EXERCISE INPUT
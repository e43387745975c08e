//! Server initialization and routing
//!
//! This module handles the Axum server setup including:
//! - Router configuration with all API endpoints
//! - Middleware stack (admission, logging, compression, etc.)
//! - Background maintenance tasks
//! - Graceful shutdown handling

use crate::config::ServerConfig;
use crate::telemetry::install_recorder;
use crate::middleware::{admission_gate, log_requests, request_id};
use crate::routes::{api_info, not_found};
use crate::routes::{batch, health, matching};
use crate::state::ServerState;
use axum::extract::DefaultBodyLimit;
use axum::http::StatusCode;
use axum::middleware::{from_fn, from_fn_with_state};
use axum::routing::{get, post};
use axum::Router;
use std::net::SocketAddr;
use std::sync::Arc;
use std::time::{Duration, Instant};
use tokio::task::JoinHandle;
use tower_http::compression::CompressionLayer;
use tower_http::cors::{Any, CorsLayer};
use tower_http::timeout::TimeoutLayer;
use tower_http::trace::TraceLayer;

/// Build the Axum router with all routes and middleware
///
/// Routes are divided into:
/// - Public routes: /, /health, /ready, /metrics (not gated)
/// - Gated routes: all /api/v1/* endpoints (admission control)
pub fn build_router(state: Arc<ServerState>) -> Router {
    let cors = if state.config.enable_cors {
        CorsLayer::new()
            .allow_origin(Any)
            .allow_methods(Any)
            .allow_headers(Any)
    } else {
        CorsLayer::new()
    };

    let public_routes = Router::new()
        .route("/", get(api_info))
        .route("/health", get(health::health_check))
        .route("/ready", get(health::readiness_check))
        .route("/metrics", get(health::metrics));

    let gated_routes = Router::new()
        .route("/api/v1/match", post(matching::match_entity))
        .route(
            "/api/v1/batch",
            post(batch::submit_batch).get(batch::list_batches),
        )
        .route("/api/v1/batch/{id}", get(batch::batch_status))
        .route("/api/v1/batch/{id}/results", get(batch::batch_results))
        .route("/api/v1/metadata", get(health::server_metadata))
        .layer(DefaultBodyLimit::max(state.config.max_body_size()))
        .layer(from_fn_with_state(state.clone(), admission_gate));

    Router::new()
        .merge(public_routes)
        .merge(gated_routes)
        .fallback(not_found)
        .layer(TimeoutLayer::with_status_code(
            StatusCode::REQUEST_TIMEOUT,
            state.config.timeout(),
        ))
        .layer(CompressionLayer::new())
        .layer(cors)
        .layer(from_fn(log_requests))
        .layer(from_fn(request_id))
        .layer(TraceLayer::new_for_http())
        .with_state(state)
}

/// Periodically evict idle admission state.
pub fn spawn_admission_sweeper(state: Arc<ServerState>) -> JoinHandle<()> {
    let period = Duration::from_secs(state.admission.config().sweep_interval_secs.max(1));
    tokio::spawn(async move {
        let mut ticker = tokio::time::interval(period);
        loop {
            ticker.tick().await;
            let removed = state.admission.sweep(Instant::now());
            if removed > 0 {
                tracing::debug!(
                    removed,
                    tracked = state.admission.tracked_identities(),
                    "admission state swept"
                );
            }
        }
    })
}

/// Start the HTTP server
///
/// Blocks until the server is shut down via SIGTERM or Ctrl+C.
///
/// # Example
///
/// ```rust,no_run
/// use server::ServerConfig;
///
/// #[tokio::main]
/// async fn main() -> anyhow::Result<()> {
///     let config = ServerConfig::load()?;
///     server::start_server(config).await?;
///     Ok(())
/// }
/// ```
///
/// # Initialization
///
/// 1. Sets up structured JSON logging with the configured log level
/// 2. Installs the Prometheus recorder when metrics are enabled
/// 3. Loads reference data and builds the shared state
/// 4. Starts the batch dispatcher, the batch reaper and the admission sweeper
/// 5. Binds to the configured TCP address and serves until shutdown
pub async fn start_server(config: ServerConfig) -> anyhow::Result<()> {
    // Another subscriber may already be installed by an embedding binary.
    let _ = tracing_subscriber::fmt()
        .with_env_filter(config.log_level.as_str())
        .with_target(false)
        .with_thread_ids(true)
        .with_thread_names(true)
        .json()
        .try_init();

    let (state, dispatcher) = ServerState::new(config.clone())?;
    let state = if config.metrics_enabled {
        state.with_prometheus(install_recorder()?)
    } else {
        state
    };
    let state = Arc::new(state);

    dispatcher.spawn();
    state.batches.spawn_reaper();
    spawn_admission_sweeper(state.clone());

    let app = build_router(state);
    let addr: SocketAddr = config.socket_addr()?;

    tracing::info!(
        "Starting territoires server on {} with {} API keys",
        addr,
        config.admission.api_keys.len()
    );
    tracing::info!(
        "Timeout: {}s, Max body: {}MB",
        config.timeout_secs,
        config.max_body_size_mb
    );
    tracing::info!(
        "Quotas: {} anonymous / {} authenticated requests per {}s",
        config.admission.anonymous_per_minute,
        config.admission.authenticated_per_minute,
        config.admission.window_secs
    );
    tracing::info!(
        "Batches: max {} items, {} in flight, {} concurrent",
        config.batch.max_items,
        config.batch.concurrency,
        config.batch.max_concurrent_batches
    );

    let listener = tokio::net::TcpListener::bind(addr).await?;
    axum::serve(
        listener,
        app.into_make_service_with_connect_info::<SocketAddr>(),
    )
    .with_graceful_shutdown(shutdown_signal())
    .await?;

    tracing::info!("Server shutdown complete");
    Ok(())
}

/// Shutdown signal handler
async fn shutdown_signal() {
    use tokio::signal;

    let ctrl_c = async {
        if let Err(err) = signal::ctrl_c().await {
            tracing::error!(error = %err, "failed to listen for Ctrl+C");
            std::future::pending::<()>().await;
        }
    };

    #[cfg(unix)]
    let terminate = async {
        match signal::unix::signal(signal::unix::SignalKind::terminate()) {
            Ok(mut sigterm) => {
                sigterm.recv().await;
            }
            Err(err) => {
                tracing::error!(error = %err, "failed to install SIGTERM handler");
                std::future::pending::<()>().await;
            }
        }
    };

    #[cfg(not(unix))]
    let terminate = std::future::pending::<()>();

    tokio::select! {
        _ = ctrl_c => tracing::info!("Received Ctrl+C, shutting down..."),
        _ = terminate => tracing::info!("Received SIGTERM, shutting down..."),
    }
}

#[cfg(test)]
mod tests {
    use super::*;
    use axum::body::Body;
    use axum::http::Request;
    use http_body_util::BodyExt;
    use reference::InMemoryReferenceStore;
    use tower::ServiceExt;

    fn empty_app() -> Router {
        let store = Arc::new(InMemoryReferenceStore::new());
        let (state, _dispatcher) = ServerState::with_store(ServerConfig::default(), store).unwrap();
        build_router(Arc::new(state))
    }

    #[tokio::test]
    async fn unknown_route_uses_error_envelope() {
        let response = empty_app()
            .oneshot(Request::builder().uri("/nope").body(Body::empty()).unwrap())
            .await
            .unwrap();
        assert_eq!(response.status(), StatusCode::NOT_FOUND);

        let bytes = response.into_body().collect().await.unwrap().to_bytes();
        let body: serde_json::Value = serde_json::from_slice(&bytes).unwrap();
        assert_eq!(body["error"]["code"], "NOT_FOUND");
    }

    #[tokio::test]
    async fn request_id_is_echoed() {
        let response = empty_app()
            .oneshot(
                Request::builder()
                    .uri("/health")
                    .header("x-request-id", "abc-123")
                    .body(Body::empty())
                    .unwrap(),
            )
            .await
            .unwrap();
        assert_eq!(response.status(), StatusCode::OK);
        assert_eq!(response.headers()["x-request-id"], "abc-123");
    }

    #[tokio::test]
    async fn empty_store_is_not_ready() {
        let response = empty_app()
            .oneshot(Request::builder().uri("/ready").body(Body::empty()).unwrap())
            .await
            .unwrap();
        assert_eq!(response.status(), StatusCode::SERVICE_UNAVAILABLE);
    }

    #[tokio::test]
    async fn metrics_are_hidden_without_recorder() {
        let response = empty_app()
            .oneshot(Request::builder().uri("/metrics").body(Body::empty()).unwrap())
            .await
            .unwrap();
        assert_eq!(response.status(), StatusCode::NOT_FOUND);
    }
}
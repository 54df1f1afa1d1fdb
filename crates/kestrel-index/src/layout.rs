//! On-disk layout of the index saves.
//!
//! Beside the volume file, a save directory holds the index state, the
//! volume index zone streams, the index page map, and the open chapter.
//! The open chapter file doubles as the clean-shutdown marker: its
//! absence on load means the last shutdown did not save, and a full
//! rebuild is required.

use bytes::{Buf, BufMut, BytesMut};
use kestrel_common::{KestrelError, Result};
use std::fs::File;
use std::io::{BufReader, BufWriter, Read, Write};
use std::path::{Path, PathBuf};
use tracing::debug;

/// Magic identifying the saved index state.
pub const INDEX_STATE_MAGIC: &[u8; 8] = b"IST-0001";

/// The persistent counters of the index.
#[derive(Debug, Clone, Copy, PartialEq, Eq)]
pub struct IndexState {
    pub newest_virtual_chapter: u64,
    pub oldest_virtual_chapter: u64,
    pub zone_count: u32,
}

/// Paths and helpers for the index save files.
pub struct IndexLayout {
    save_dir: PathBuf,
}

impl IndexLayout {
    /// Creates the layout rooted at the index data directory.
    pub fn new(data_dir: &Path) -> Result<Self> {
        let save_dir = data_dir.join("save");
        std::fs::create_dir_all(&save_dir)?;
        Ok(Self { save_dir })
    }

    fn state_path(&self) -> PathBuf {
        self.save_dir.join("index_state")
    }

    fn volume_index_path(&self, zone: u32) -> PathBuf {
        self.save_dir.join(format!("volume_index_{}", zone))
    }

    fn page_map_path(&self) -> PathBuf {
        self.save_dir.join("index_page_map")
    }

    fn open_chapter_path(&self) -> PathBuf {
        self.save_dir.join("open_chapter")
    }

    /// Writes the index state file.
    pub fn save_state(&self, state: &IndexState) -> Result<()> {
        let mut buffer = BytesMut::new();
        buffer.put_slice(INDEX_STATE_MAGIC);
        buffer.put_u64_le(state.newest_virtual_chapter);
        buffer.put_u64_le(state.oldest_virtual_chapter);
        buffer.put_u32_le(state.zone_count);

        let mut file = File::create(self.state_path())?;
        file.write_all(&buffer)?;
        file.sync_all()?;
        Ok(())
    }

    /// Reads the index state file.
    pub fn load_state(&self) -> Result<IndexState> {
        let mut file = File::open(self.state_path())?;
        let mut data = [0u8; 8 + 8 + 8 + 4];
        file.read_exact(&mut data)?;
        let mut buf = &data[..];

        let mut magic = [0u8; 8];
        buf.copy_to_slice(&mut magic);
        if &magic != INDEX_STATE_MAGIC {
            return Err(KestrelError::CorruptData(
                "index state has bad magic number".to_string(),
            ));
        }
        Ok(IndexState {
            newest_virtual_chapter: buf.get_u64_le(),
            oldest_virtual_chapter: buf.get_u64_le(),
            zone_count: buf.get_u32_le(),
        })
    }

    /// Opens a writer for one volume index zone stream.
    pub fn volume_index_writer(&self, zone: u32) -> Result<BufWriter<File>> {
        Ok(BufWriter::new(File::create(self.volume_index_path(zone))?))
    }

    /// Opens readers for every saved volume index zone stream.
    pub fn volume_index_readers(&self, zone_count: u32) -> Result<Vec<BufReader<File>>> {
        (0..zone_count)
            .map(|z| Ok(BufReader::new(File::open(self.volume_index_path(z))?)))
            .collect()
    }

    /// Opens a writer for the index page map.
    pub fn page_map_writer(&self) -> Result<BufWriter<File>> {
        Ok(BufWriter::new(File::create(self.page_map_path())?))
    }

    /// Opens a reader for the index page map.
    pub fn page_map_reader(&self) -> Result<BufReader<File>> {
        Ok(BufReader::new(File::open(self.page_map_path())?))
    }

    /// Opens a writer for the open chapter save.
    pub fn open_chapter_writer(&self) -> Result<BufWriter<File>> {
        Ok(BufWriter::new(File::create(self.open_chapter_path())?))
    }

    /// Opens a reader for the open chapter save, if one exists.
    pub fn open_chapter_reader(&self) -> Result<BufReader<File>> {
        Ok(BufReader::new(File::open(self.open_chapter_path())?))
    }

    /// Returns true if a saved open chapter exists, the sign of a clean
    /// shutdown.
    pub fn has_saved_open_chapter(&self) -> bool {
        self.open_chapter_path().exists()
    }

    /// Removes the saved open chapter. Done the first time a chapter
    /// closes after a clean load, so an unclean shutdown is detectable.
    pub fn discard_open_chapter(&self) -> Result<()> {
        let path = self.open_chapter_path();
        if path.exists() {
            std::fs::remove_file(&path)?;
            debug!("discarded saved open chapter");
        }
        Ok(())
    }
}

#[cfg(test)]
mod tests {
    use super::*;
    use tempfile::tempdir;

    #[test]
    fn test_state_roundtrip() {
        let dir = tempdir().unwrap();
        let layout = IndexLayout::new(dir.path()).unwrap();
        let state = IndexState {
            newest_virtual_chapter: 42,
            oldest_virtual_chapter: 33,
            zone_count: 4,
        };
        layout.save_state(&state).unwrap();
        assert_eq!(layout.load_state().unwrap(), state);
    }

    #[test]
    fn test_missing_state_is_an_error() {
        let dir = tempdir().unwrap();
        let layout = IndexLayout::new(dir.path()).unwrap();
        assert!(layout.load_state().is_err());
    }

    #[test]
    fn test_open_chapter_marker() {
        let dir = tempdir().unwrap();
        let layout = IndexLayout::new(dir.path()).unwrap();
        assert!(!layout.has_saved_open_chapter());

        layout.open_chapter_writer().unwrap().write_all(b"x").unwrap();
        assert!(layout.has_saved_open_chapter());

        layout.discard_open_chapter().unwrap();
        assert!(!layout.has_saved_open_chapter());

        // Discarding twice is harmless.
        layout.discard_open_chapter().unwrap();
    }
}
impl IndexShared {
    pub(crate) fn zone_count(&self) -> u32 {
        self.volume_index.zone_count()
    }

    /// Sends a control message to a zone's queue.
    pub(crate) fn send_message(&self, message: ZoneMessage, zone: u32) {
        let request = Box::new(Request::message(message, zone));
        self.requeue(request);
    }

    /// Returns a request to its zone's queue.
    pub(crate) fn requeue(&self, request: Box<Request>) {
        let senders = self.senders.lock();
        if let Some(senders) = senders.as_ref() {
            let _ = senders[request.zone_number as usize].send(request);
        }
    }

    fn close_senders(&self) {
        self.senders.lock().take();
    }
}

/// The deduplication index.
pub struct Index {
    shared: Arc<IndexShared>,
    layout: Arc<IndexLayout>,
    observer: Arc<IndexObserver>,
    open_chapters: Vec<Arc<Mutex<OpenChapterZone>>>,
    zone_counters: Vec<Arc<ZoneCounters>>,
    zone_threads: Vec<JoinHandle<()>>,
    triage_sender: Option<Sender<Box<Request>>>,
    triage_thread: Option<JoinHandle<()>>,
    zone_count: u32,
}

ABOUT THIS EXERCISE
Begin with the line that has "Ok(BufWriter::new(File::create(self.page_map_path())?))" in the listing above and end after the line that has "open chapter save."; output those lines exactly.

WORKED SOLUTION
        Ok(BufWriter::new(File::create(self.page_map_path())?))
    }

    /// Opens a reader for the index page map.
    pub fn page_map_reader(&self) -> Result<BufReader<File>> {
        Ok(BufReader::new(File::open(self.page_map_path())?))
    }

    /// Opens a writer for the open chapter save.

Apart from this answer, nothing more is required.